7. Versatile Compound
6. Due to its unique structure and properties, 1-bromopentacyclo[4.2.0.0~2,5~.0~3,8~.0~4,7~]octane is a versatile compound that can be used in various applications in the field of organic chemistry.
8. Importance in New Molecule and Material Development
7. The compound plays a significant role in the development of new molecules and materials, as it can be used as a starting point for creating a wide range of organic compounds with different properties and applications.

Upstream product

• 277-10-1 cubane 
• 60462-14-8 Cubancarbonsaeurechlorid 
• 53578-15-7 cubane-1-carboxylic acid 

Downstream Products

• 59346-70-2 1,4-dibromocubane 

Relevant articles and documents

Halogenation of cubane under phase-transfer conditions: Single and double C - H-bond substitution with conservation of the cage structure

The first highly selective C - H chlorination, bromination, and iodination of cubane (1) utilizing polyhalomethanes as halogen sources under phase-transfer (PT) conditions is described. Isomeric dihalocubanes with all possible combinations of chlorine, bromine, and iodine in ortho, meta, and para positions were also prepared by this method; m-dihalo products form preferentially. Ab initio and density functional theory (DFT) computations were used to rationalize the pronounced differences in the reactions of 1 with halogen (Hal·) vs carbon-centered trihalomethyl (Hal3C·) radicals (Hal = Cl, Br), For Hal3C radicals the C - H abstraction pathway is less unfavorable (ΔG?298 = 21.6 kcal/mol for C3C· and 19.4 kcal/mol for Br3C· at B3LYP/6-311+G**//B3LYP/6-31G**) than the fragmentation of the cubane skeleton via SH2-attack on one of the carbon atoms of 1 (ΔG?298 = 33.8 and 35.1 kcal/mol, respectively). In stark contrast, the reaction of 1 with halogen atoms preferentially follows the fragmentation pathway (ΔG?298 = 2.1 and 7.5 kcal/mol) and C - H abstraction is more unfavorable (ΔG?298 = 4.6 and 12.0 kcal/mol). Our computational results nicely agree with the behavior of 1 under PT halogenation conditions (where Hal3C· is involved in the activation step) and under free-radical photohalogenation with Hal2 (Della E. W., et al. J. Am. Chem. Soc. 1992, 114, 10730). The incorporation of a second halogen atom preferentially in the meta position of halocubanes demonstrates the control of the regioselectivity by molecular orbital symmetry.

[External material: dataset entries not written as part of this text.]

//! Error types for the ezthrottle client.
//!
//! The taxonomy separates problems found while assembling a workflow
//! (construction), problems reported by a step's own HTTP call (local
//! execution), refusals from the remote backend (rejection) and inbound
//! webhook signature failures (verification).

use serde::{Deserialize, Serialize};
use std::collections::HashMap;
use thiserror::Error;

/// The main error type for ezthrottle operations.
#[derive(Debug, Error)]
pub enum EzThrottleError {
    /// The workflow could not be finalized.
    #[error("{0}")]
    Construction(#[from] ConstructionError),

    /// A FRUGAL step failed locally and was not eligible for forwarding.
    #[error("{0}")]
    LocalExecution(#[from] LocalExecutionFailure),

    /// The remote backend declined a job submission.
    #[error("{0}")]
    RemoteRejection(#[from] RemoteRejection),

    /// An inbound webhook failed signature verification.
    #[error("{0}")]
    WebhookVerification(#[from] WebhookVerificationError),

    /// A webhook secret does not meet the minimum requirements.
    #[error("Invalid webhook secret: {0}")]
    InvalidSecret(String),

    /// Client configuration is missing or invalid.
    #[error("Configuration error: {0}")]
    Config(String),

    /// The underlying HTTP transport failed.
    #[error("Transport error: {0}")]
    Transport(String),

    /// Serialization/deserialization error.
    #[error("Serialization error: {0}")]
    Serialization(String),

    /// The traversal was cancelled before the next step started.
    #[error("Workflow cancelled: {0}")]
    Cancelled(String),
}

impl From<serde_json::Error> for EzThrottleError {
    fn from(err: serde_json::Error) -> Self {
        Self::Serialization(err.to_string())
    }
}

impl From<reqwest::Error> for EzThrottleError {
    fn from(err: reqwest::Error) -> Self {
        Self::Transport(err.to_string())
    }
}

/// A single constraint violated by a step descriptor.
#[derive(Debug, Clone, PartialEq, Eq, Serialize, Deserialize)]
pub struct Violation {
    /// Violation code (e.g., "STEP-004-CYCLE").
    pub code: String,
    /// Human-readable description.
    pub message: String,
    /// Edge path from the root to the offending step (e.g., "root.on_success").
    pub path: String,
    /// Hint for fixing the violation.
    #[serde(default, skip_serializing_if = "Option::is_none")]
    pub fix_hint: Option<String>,
}

impl Violation {
    /// Creates a new violation.
    #[must_use]
    pub fn new(code: impl Into<String>, path: impl Into<String>, message: impl Into<String>) -> Self {
        let code = code.into();
        let fix_hint = ConstructionSuggestions::get(&code).map(str::to_string);
        Self {
            code,
            message: message.into(),
            path: path.into(),
            fix_hint,
        }
    }

    /// Converts to a dictionary representation.
    #[must_use]
    pub fn to_dict(&self) -> HashMap<String, serde_json::Value> {
        let mut map = HashMap::new();
        map.insert("code".to_string(), serde_json::json!(self.code));
        map.insert("message".to_string(), serde_json::json!(self.message));
        map.insert("path".to_string(), serde_json::json!(self.path));
        if let Some(ref hint) = self.fix_hint {
            map.insert("fix_hint".to_string(), serde_json::json!(hint));
        }
        map
    }
}

impl std::fmt::Display for Violation {
    fn fmt(&self, f: &mut std::fmt::Formatter<'_>) -> std::fmt::Result {
        write!(f, "[{}] {}: {}", self.code, self.path, self.message)
    }
}

/// Error raised when a step workflow fails validation at finalize time.
///
/// Every violated constraint found in the tree is listed, not just the first.
#[derive(Debug, Clone, Error)]
#[error("Invalid step workflow ({} violation(s)): {}", violations.len(), render(violations))]
pub struct ConstructionError {
    /// All violations found, in tree order.
    pub violations: Vec<Violation>,
}

fn render(violations: &[Violation]) -> String {
    violations
        .iter()
        .map(ToString::to_string)
        .collect::<Vec<_>>()
        .join("; ")
}

impl ConstructionError {
    /// Creates a construction error from a list of violations.
    #[must_use]
    pub fn new(violations: Vec<Violation>) -> Self {
        Self { violations }
    }

    /// Returns true if any violation carries the given code.
    #[must_use]
    pub fn has_code(&self, code: &str) -> bool {
        self.violations.iter().any(|v| v.code == code)
    }

    /// Returns the violation codes in order.
    #[must_use]
    pub fn codes(&self) -> Vec<&str> {
        self.violations.iter().map(|v| v.code.as_str()).collect()
    }

    /// Converts to a dictionary representation.
    #[must_use]
    pub fn to_dict(&self) -> HashMap<String, serde_json::Value> {
        let mut map = HashMap::new();
        map.insert("message".to_string(), serde_json::json!(self.to_string()));
        map.insert(
            "violations".to_string(),
            serde_json::Value::Array(
                self.violations
                    .iter()
                    .map(|v| serde_json::Value::Object(v.to_dict().into_iter().collect()))
                    .collect(),
            ),
        );
        map
    }
}

/// A FRUGAL step's local call ended in a non-2xx status or transport error.
#[derive(Debug, Clone, Error)]
#[error("Step '{step}' failed locally with status {status}: {message}")]
pub struct LocalExecutionFailure {
    /// The step label.
    pub step: String,
    /// HTTP status, or a synthetic status for transport failures.
    pub status: u16,
    /// Failure details.
    pub message: String,
}

impl LocalExecutionFailure {
    /// Creates a new local execution failure.
    #[must_use]
    pub fn new(step: impl Into<String>, status: u16, message: impl Into<String>) -> Self {
        Self {
            step: step.into(),
            status,
            message: message.into(),
        }
    }
}

/// The remote backend declined a submission.
#[derive(Debug, Clone, Error)]
#[error("Job submission rejected (status {status}): {message}")]
pub struct RemoteRejection {
    /// Status reported by the backend or proxy.
    pub status: u16,
    /// Rejection details.
    pub message: String,
    /// Unix milliseconds after which the submission may be retried.
    pub retry_at: Option<i64>,
}

impl RemoteRejection {
    /// Creates a new remote rejection.
    #[must_use]
    pub fn new(status: u16, message: impl Into<String>) -> Self {
        Self {
            status,
            message: message.into(),
            retry_at: None,
        }
    }

    /// Sets the retry-at timestamp.
    #[must_use]
    pub fn with_retry_at(mut self, retry_at: i64) -> Self {
        self.retry_at = Some(retry_at);
        self
    }

    /// Returns true if the rejection came from rate limiting.
    #[must_use]
    pub fn is_rate_limited(&self) -> bool {
        self.status == 429
    }
}

/// Raised by the strict webhook verification variant.
#[derive(Debug, Clone, PartialEq, Eq, Error)]
#[error("Webhook signature verification failed: {reason}")]
pub struct WebhookVerificationError {
    /// The failure reason (e.g., "signature_mismatch").
    pub reason: String,
}

impl WebhookVerificationError {
    /// Creates a new verification error.
    #[must_use]
    pub fn new(reason: impl Into<String>) -> Self {
        Self {
            reason: reason.into(),
        }
    }
}

/// Provides default suggestions for construction violation codes.
pub struct ConstructionSuggestions;

impl ConstructionSuggestions {
    /// Gets a suggestion for a given violation code.
    #[must_use]
    pub fn get(code: &str) -> Option<&'static str> {
        match code {
            codes::EMPTY_URL => Some("Call `.url(...)` with the target endpoint."),
            codes::CUSTOM_KEY => Some(
                "Pass a non-empty key to `.idempotent_key(...)` or pick the HASH or UNIQUE strategy.",
            ),
            codes::QUORUM => Some(
                "Lower `webhook_quorum` or mark more webhooks with `has_quorum_vote = true`.",
            ),
            codes::CYCLE => Some(
                "A step cannot be attached below itself. Build a fresh step for the child edge.",
            ),
            codes::FALLBACK_TRIGGER => Some(
                "Give the fallback at least one status code, or use `fallback_on_timeout`.",
            ),
            codes::WEBHOOK_URL => Some("Every webhook needs a non-empty URL."),
            codes::REGION => Some("Region identifiers must be non-empty."),
            codes::RETRY_CODES => Some(
                "Provide the status codes that should trigger retries or reroutes, or set the count to 0.",
            ),
            codes::TIMEOUT => Some("Use a local timeout greater than zero."),
            codes::METHOD => Some("Use a standard HTTP method such as GET or POST."),
            _ => None,
        }
    }
}

/// Construction violation codes.
pub mod codes {
    /// `target.url` is empty.
    pub const EMPTY_URL: &str = "STEP-001-EMPTY_URL";
    /// CUSTOM strategy without a key.
    pub const CUSTOM_KEY: &str = "STEP-002-CUSTOM_KEY";
    /// Webhook quorum is zero or exceeds voting webhooks.
    pub const QUORUM: &str = "STEP-003-QUORUM";
    /// A step is reachable from itself.
    pub const CYCLE: &str = "STEP-004-CYCLE";
    /// Fallback edge with an empty trigger set.
    pub const FALLBACK_TRIGGER: &str = "STEP-005-FALLBACK_TRIGGER";
    /// Webhook with an empty URL.
    pub const WEBHOOK_URL: &str = "STEP-006-WEBHOOK_URL";
    /// Empty region identifier.
    pub const REGION: &str = "STEP-007-REGION";
    /// Retry or reroute count without codes.
    pub const RETRY_CODES: &str = "STEP-008-RETRY_CODES";
    /// Zero local timeout.
    pub const TIMEOUT: &str = "STEP-009-TIMEOUT";
    /// HTTP method is not a valid token.
    pub const METHOD: &str = "STEP-010-METHOD";
}
//! Control signals emitted by the endpoint for resolved nodes.

use std::collections::BTreeMap;

use linkwalk_sparql::model::strip_var_sigil;
use serde::{Deserialize, Deserializer, Serialize};

/// A resolved-node notification.
///
/// `forward == true` means `node` fills the *subject* slot of the matched
/// pattern, otherwise the *object* slot. `context` holds every variable
/// binding accumulated along this traversal branch; its keys are variable
/// names without the leading `?`.
#[derive(Debug, Clone, PartialEq, Eq, Serialize, Deserialize)]
pub struct ControlSignal {
    pub node: String,
    /// Canonical path signature (or registered pattern id) of the pattern
    /// the node satisfies.
    #[serde(alias = "path_pattern_id", alias = "pathSignature")]
    pub path_signature: String,
    #[serde(default, deserialize_with = "deserialize_context")]
    pub context: BTreeMap<String, String>,
    #[serde(default)]
    pub depth: u32,
    #[serde(default, alias = "maxDepth")]
    pub max_depth: u32,
    #[serde(default = "default_forward")]
    pub forward: bool,
}

fn default_forward() -> bool {
    true
}

fn deserialize_context<'de, D>(deserializer: D) -> Result<BTreeMap<String, String>, D::Error>
where
    D: Deserializer<'de>,
{
    let raw = BTreeMap::<String, String>::deserialize(deserializer)?;
    Ok(raw
        .into_iter()
        .map(|(k, v)| (strip_var_sigil(&k).to_string(), v))
        .collect())
}

impl ControlSignal {
    pub fn new(node: impl Into<String>, path_signature: impl Into<String>) -> Self {
        Self {
            node: node.into(),
            path_signature: path_signature.into(),
            context: BTreeMap::new(),
            depth: 0,
            max_depth: 0,
            forward: true,
        }
    }

    pub fn with_binding(mut self, variable: &str, value: impl Into<String>) -> Self {
        self.context
            .insert(strip_var_sigil(variable).to_string(), value.into());
        self
    }

    pub fn at_depth(mut self, depth: u32, max_depth: u32) -> Self {
        self.depth = depth;
        self.max_depth = max_depth;
        self
    }

    pub fn backward(mut self) -> Self {
        self.forward = false;
        self
    }

    /// Deterministic serialization of the binding context (sorted keys).
    pub fn context_key(&self) -> String {
        serde_json::to_string(&self.context).unwrap_or_default()
    }
}
//! Typed model for BGP queries.
//!
//! Variable names are stored without their leading `?`. IRIs are stored
//! fully expanded (prefixed names are resolved at parse time); the prefix
//! declarations are kept only so they can be re-emitted verbatim.

use serde::{Deserialize, Serialize};

/// `rdf:type`, the expansion of the `a` keyword.
pub const RDF_TYPE: &str = "http://www.w3.org/1999/02/22-rdf-syntax-ns#type";
pub const XSD_STRING: &str = "http://www.w3.org/2001/XMLSchema#string";
pub const XSD_INTEGER: &str = "http://www.w3.org/2001/XMLSchema#integer";
pub const XSD_DECIMAL: &str = "http://www.w3.org/2001/XMLSchema#decimal";
pub const XSD_DOUBLE: &str = "http://www.w3.org/2001/XMLSchema#double";
pub const XSD_BOOLEAN: &str = "http://www.w3.org/2001/XMLSchema#boolean";

#[derive(Debug, Clone, PartialEq, Eq, Hash, Serialize, Deserialize)]
pub struct Literal {
    pub value: String,
    pub language: Option<String>,
    /// `None` means a plain `xsd:string` literal.
    pub datatype: Option<String>,
}

impl Literal {
    pub fn plain(value: impl Into<String>) -> Self {
        Self {
            value: value.into(),
            language: None,
            datatype: None,
        }
    }

    pub fn typed(value: impl Into<String>, datatype: impl Into<String>) -> Self {
        let datatype = datatype.into();
        Self {
            value: value.into(),
            language: None,
            // `"x"^^xsd:string` and `"x"` are the same term.
            datatype: (datatype != XSD_STRING).then_some(datatype),
        }
    }
}

/// A subject or object position.
///
/// Equality is structural: two terms of the same variant and value are
/// interchangeable.
#[derive(Debug, Clone, PartialEq, Eq, Hash, Serialize, Deserialize)]
pub enum Term {
    Variable(String),
    Iri(String),
    Literal(Literal),
}

impl Term {
    pub fn var(name: impl AsRef<str>) -> Self {
        Term::Variable(strip_var_sigil(name.as_ref()).to_string())
    }

    pub fn iri(value: impl Into<String>) -> Self {
        Term::Iri(value.into())
    }

    pub fn literal(value: impl Into<String>) -> Self {
        Term::Literal(Literal::plain(value))
    }

    pub fn as_variable(&self) -> Option<&str> {
        match self {
            Term::Variable(name) => Some(name),
            _ => None,
        }
    }

    pub fn is_variable(&self) -> bool {
        matches!(self, Term::Variable(_))
    }
}

/// Recursive property-path algebra.
///
/// A plain IRI predicate is `Direct`; composite forms nest arbitrarily.
#[derive(Debug, Clone, PartialEq, Eq, Hash, Serialize, Deserialize)]
pub enum PropertyPath {
    Direct(String),
    Inverse(Box<PropertyPath>),
    Sequence(Vec<PropertyPath>),
    Alternative(Vec<PropertyPath>),
    OneOrMore(Box<PropertyPath>),
    ZeroOrMore(Box<PropertyPath>),
}

impl PropertyPath {
    pub fn direct(iri: impl Into<String>) -> Self {
        PropertyPath::Direct(iri.into())
    }

    pub fn inverse(inner: PropertyPath) -> Self {
        PropertyPath::Inverse(Box::new(inner))
    }

    pub fn one_or_more(inner: PropertyPath) -> Self {
        PropertyPath::OneOrMore(Box::new(inner))
    }

    pub fn zero_or_more(inner: PropertyPath) -> Self {
        PropertyPath::ZeroOrMore(Box::new(inner))
    }
}

/// The predicate position: either a variable or a (possibly trivial) path.
#[derive(Debug, Clone, PartialEq, Eq, Hash, Serialize, Deserialize)]
pub enum Predicate {
    Variable(String),
    Path(PropertyPath),
}

impl Predicate {
    pub fn iri(value: impl Into<String>) -> Self {
        Predicate::Path(PropertyPath::Direct(value.into()))
    }

    /// Canonical path signature, or `None` for a variable predicate.
    pub fn signature(&self) -> Option<String> {
        match self {
            Predicate::Variable(_) => None,
            Predicate::Path(path) => Some(crate::path::canonicalize(path)),
        }
    }
}

impl From<PropertyPath> for Predicate {
    fn from(path: PropertyPath) -> Self {
        Predicate::Path(path)
    }
}

#[derive(Debug, Clone, PartialEq, Eq, Hash, Serialize, Deserialize)]
pub struct TriplePattern {
    pub subject: Term,
    pub predicate: Predicate,
    pub object: Term,
}

impl TriplePattern {
    pub fn new(subject: Term, predicate: impl Into<Predicate>, object: Term) -> Self {
        Self {
            subject,
            predicate: predicate.into(),
            object,
        }
    }
}

/// `BIND(<value> AS ?variable)`.
#[derive(Debug, Clone, PartialEq, Eq, Hash, Serialize, Deserialize)]
pub struct Binding {
    pub variable: String,
    pub value: String,
}

impl Binding {
    pub fn new(variable: impl AsRef<str>, value: impl Into<String>) -> Self {
        Self {
            variable: strip_var_sigil(variable.as_ref()).to_string(),
            value: value.into(),
        }
    }
}

#[derive(Debug, Clone, Default, PartialEq, Eq, Serialize, Deserialize)]
pub struct BgpQuery {
    /// `PREFIX name: <namespace>` declarations, in declaration order.
    pub prefixes: Vec<(String, String)>,
    /// Projected variables. Empty means `SELECT *`.
    pub select_vars: Vec<String>,
    /// Rendered before any triple.
    pub bindings: Vec<Binding>,
    pub triples: Vec<TriplePattern>,
}

impl BgpQuery {
    pub fn new(select_vars: Vec<String>, triples: Vec<TriplePattern>) -> Self {
        Self {
            prefixes: Vec::new(),
            select_vars: select_vars
                .iter()
                .map(|v| strip_var_sigil(v).to_string())
                .collect(),
            bindings: Vec::new(),
            triples,
        }
    }

    /// The textual SPARQL form.
    pub fn to_sparql(&self) -> String {
        self.to_string()
    }
}

/// `?x` / `$x` / `x` all name the variable `x`.
pub fn strip_var_sigil(name: &str) -> &str {
    name.strip_prefix('?')
        .or_else(|| name.strip_prefix('$'))
        .unwrap_or(name)
}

Synthesis of Bridgehead Halides by Barton Halodecarboxylation

Bridgehead carboxylic acids can be converted into their corresponding chlorides very efficiently under Barton halodecarboxylation conditions.Addition of the acid chloride to a suspension of the sodium salt of 1-hydroxypyridine-2(1H)-thione in boiling carbon tetrachloride under irradiation leads to excellent yields of the bridgehead chloride via the derived thiohydroxamic ester.In a useful modification for the synthesis of volatile halides, either 1,1,1-trichloro-2,2,2-trifluoroethane or trichlorofluoromethane can be employed as substitute solvents.It is found that the Barton procedure is applicable to the synthesis of labile bromides such as 1-bromobicycloheptane for which the usual Hunsdiecker reaction fails.For these, and other brominations, 2-bromo-2-chloro-1,1,1-trifluoroethane ('Halothane') is shown to function as an efficient solvent/bromine atom donor.